Como a faceta de militante e intelectual público do autor negro americano influencia os atos do Black Lives Matter

01ago2020 | Edição #36 ago.2020

No dia 18 de fevereiro de 1965, Jimmie Lee Jackson acompanhava a mãe e o avô numa manifestação que tomou as ruas de Marion, no Alabama, como reação à prisão de um dos líderes do movimento de direitos civis. Tentando escapar da violenta polícia local, os três refugiaram-se num café — onde foram alcançados pelos guardas e espancados. Ao tentar defender a mãe, Jackson levou dois tiros na barriga e foi arrastado até a rua, onde continuou a apanhar. Morreu oito dias depois. Aos 26 anos, era pai de uma menina de quatro e o mais jovem diácono de sua igreja.

 Naquela mesma quinta-feira, a Cambridge Union, “sociedade de debates” da universidade britânica, botava gente pelo ladrão. Antes mesmo de iniciada a discussão da noite, uma plateia jovem parecia já ter apontado James Baldwin (1924-87) como vencedor no embate com William Buckley Jr. (1925-2008), o jornalista conservador mais influente dos Estados Unidos. Não fora uma escolha difícil: em pauta estava a validade da proposição “o sonho americano existe à custa do negro americano”, referendada pelo público por 544 votos a 164. A certeza de que, sim, vidas negras pouco importavam seria reiterada três dias depois em termos mais brutais. Na tarde do domingo seguinte, Malcolm X , 39 anos, foi fuzilado quando começava a falar para simpatizantes no Audubon Ballroom, em Manhattan.

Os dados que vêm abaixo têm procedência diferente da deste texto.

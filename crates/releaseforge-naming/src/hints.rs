//! Hints guessed from a raw release file name.
//!
//! A small deterministic tokenizer: enough to seed a catalog search and fill
//! defaults (group, container, season markers) without any I/O.

use once_cell::sync::Lazy;
use regex::Regex;

use crate::types::EpisodeInfo;

static CONTAINER_PATTERN: Lazy<Regex> = Lazy::new(|| {
    Regex::new(r"(?i)^(.+)\.(mkv|mp4|m4v|avi|m2ts|ts|mov|wmv|webm)$")
        .expect("container regex should compile")
});
/// Trailing `-GROUP` or `-[GROUP]`; the group itself holds no separators.
static GROUP_PATTERN: Lazy<Regex> = Lazy::new(|| {
    Regex::new(r"^(.+)-\[?([A-Za-z0-9][^\s.\-\[\]]*)\]?$").expect("group regex should compile")
});
static YEAR_PATTERN: Lazy<Regex> = Lazy::new(|| {
    Regex::new(r"^[(\[]?((?:19|20)\d{2})[)\]]?$").expect("year regex should compile")
});
static RESOLUTION_PATTERN: Lazy<Regex> =
    Lazy::new(|| Regex::new(r"(?i)^\d{3,4}[pi]$").expect("resolution regex should compile"));
static REPACK_PATTERN: Lazy<Regex> = Lazy::new(|| {
    Regex::new(r"(?i)^(?:repack\d?|rerip|v[2-9])$").expect("repack regex should compile")
});
static EPISODE_TOKEN_PATTERN: Lazy<Regex> =
    Lazy::new(|| Regex::new(r"(?i)^S\d{2}").expect("episode token regex should compile"));

const COUNTRIES: &[&str] = &["US", "UK", "GB", "AU", "NZ", "CA"];

/// Tokens that end the title part of a release name.
const QUALITY_TOKENS: &[&str] = &[
    "bluray", "blu-ray", "bdrip", "brrip", "bdremux", "remux", "uhd", "web", "web-dl", "webdl",
    "webrip", "hdtv", "dvdrip", "dvd", "hdrip", "x264", "x265", "h264", "h265", "hevc", "avc",
    "av1", "xvid", "hdr", "hdr10", "hdr10+", "dv", "dovi", "sdr", "10bit", "8bit", "repack",
    "proper", "rerip", "internal", "limited", "extended", "unrated", "remastered", "imax",
    "complete", "multi",
];

/// Values guessed from a file name.
#[derive(Debug, Clone, Default, PartialEq, Eq)]
#[cfg_attr(feature = "serde", derive(serde::Serialize, serde::Deserialize))]
pub struct FilenameHints {
    pub title: String,
    pub year: Option<u16>,
    pub season: Option<String>,
    pub episode: Option<String>,
    pub episode_title: Option<String>,
    pub release_group: Option<String>,
    pub container: Option<String>,
    pub country: Option<String>,
    /// Source label such as `WEB-DL` or `BluRay Remux`.
    pub source: Option<String>,
    pub is_movie: bool,
    pub repack: bool,
}

impl FilenameHints {
    /// The year is the last year-like token before the first quality or
    /// episode token; earlier ones stay in the title (`Blade.Runner.2049.2017`).
    pub fn parse(file_name: &str) -> Self {
        let (stem, container) = split_container(file_name);
        let (body, release_group) = split_group(stem);
        let tokens = tokenize(body);

        let boundary = tokens
            .iter()
            .position(|t| is_episode_token(t) || is_quality(t))
            .unwrap_or(tokens.len());
        let title_year = tokens[..boundary]
            .iter()
            .enumerate()
            .skip(1)
            .filter_map(|(i, t)| year_of(t).map(|y| (i, y)))
            .last();
        let (title_end, year) = match title_year {
            Some((i, year)) => (i, Some(year)),
            None => (boundary, tokens[boundary..].iter().find_map(|t| year_of(t))),
        };

        let mut title_tokens = &tokens[..title_end];
        let mut country = None;
        if let Some((last, rest)) = title_tokens.split_last() {
            if !rest.is_empty() && COUNTRIES.contains(last) {
                country = Some(last.to_string());
                title_tokens = rest;
            }
        }

        let markers = EpisodeInfo::from_file_name(body);
        let episode_title = markers
            .as_ref()
            .and_then(|m| m.episode.as_ref())
            .and_then(|_| episode_title(&tokens));

        Self {
            title: title_tokens.join(" "),
            year,
            season: markers.as_ref().map(|m| m.season.clone()),
            episode: markers.as_ref().and_then(|m| m.episode.clone()),
            episode_title,
            release_group,
            container,
            country,
            source: source_of(&tokens),
            is_movie: markers.is_none(),
            repack: tokens.iter().any(|t| REPACK_PATTERN.is_match(t)),
        }
    }

    /// Season and episode markers, if this is a series file.
    pub fn episode_info(&self) -> Option<EpisodeInfo> {
        self.season.as_ref().map(|season| EpisodeInfo {
            season: season.clone(),
            episode: self.episode.clone(),
            episode_title: self.episode_title.clone(),
        })
    }
}

fn tokenize(body: &str) -> Vec<&str> {
    body.split(['.', '_', ' ']).filter(|t| !t.is_empty()).collect()
}

fn split_container(file_name: &str) -> (&str, Option<String>) {
    match CONTAINER_PATTERN.captures(file_name) {
        Some(caps) => match (caps.get(1), caps.get(2)) {
            (Some(stem), Some(ext)) => (stem.as_str(), Some(ext.as_str().to_ascii_lowercase())),
            _ => (file_name, None),
        },
        None => (file_name, None),
    }
}

/// A group only follows the technical part of a name, so a hyphen inside a
/// bare title (`Spider-Man.mkv`) is not a group separator.
fn split_group(stem: &str) -> (&str, Option<String>) {
    let Some(caps) = GROUP_PATTERN.captures(stem) else {
        return (stem, None);
    };
    let (Some(body), Some(group)) = (caps.get(1), caps.get(2)) else {
        return (stem, None);
    };
    let (body, group) = (body.as_str(), group.as_str());

    let tokens = tokenize(body);
    // "WEB-DL" and "Blu-Ray" end in a source, not a group.
    let joined = format!("{}-{}", tokens.last().copied().unwrap_or_default(), group);
    let has_technical = tokens
        .iter()
        .enumerate()
        .any(|(i, t)| is_episode_token(t) || is_quality(t) || (i > 0 && year_of(t).is_some()));
    if is_quality(&joined) || !has_technical {
        return (stem, None);
    }
    (body, Some(group.to_string()))
}

fn year_of(token: &str) -> Option<u16> {
    YEAR_PATTERN
        .captures(token)
        .and_then(|caps| caps.get(1))
        .and_then(|m| m.as_str().parse().ok())
}

fn is_episode_token(token: &str) -> bool {
    EPISODE_TOKEN_PATTERN.is_match(token)
}

fn is_quality(token: &str) -> bool {
    QUALITY_TOKENS.contains(&token.to_ascii_lowercase().as_str())
        || RESOLUTION_PATTERN.is_match(token)
}

fn episode_title(tokens: &[&str]) -> Option<String> {
    let start = tokens.iter().position(|t| is_episode_token(t))? + 1;
    let words: Vec<&str> = tokens[start..]
        .iter()
        .take_while(|t| !is_quality(t) && year_of(t).is_none() && !REPACK_PATTERN.is_match(t))
        .copied()
        .collect();
    (!words.is_empty()).then(|| words.join(" "))
}

fn source_of(tokens: &[&str]) -> Option<String> {
    let lower: Vec<String> = tokens.iter().map(|t| t.to_ascii_lowercase()).collect();
    let has = |names: &[&str]| -> bool { lower.iter().any(|t| names.contains(&t.as_str())) };

    let base = if has(&["web-dl", "webdl"]) {
        "WEB-DL"
    } else if has(&["webrip"]) {
        "WEBRip"
    } else if has(&["web"]) {
        "WEB"
    } else if has(&["hdtv"]) {
        "HDTV"
    } else if has(&["bluray", "blu-ray", "bdrip", "brrip", "bdremux"]) {
        "BluRay"
    } else if has(&["dvdrip", "dvd"]) {
        "DVD"
    } else {
        return None;
    };

    if has(&["remux", "bdremux"]) {
        Some(format!("{} Remux", base))
    } else {
        Some(base.to_string())
    }
}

‘O futuro do negro nos EUA será tão promissor ou sombrio quanto for o futuro do país’, advertiu Baldwin

Exatos 55 anos depois, o 18 de fevereiro narrado em detalhes por Nicholas Buccola em The Fire Is upon Us: James Baldwin, William F. Buckley Jr., and the Debate over Race in America (O fogo está sobre nós: James Baldwin, William F. Buckley e o debate sobre raça na América) parece um sinistro dia da marmota: cidadãos negros continuam a ser executados pela polícia, perenizando a barbárie independentemente de a Casa Branca estar ocupada por um afro-americano democrata ou por um fascista. Nesse eterno retorno sombrio, não deixa de ser um alento que se volte a ouvir, uma vez mais, a voz única de James Baldwin. “O futuro do negro neste país”, advertiu ele em 1963, “será tão promissor ou sombrio quanto for o futuro do país.”

Atualidade 

O que se entende por atualidade de um escritor é resultado de uma combinação complexa de fatores. A forma com que sua obra ilumina o presente, uma adaptação para o cinema, modismos e muito frequentemente sua própria morte podem sinalizar os caminhos tortuosos para as chamadas “redescobertas”. No caso de Baldwin, o curso cruel da história se encarregou de manter intacta uma visão pouco otimista das relações raciais e, também, a exortação a um levante permanente — fundamental nos Estados Unidos e em todos os países racistas como o Brasil. 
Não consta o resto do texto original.